Each line of the data below that holds the word "value" is to be reported in full.
=======
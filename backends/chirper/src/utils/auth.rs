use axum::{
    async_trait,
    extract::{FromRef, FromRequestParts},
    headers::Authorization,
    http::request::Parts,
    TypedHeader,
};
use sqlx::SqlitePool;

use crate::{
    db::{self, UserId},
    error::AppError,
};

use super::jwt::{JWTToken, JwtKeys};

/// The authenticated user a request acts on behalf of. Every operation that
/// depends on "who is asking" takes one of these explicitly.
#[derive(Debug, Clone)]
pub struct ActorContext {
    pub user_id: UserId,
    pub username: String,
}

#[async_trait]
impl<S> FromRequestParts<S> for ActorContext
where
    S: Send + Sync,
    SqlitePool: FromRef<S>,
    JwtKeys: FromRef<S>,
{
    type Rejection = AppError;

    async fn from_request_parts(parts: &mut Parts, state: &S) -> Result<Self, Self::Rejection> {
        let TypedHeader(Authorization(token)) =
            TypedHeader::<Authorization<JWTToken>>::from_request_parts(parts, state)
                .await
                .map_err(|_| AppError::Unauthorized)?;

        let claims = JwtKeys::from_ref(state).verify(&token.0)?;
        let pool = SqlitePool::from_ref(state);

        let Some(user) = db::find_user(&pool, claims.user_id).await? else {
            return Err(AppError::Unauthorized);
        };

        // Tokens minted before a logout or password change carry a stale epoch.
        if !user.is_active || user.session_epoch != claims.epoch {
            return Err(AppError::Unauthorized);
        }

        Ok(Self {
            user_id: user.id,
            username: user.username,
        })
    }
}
=======
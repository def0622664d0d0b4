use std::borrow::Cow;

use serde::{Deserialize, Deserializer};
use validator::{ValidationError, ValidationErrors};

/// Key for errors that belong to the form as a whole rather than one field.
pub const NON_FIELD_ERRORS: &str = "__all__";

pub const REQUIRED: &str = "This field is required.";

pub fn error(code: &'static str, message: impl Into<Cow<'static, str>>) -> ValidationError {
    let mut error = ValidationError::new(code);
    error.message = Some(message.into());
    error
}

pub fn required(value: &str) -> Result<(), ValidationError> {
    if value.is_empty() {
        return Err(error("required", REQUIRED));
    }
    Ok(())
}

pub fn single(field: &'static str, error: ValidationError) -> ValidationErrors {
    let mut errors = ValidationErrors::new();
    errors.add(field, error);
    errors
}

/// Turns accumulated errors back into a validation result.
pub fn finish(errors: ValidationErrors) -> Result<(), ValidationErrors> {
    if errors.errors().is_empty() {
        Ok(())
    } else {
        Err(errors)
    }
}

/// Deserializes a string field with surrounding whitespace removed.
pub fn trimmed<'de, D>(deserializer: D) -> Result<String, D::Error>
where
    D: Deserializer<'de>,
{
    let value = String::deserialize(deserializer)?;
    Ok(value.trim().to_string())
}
=======
*WRITTEN ANSWER*:
pub fn required(value: &str) -> Result<(), ValidationError> {
    if value.is_empty() {
    let value = String::deserialize(deserializer)?;
    Ok(value.trim().to_string())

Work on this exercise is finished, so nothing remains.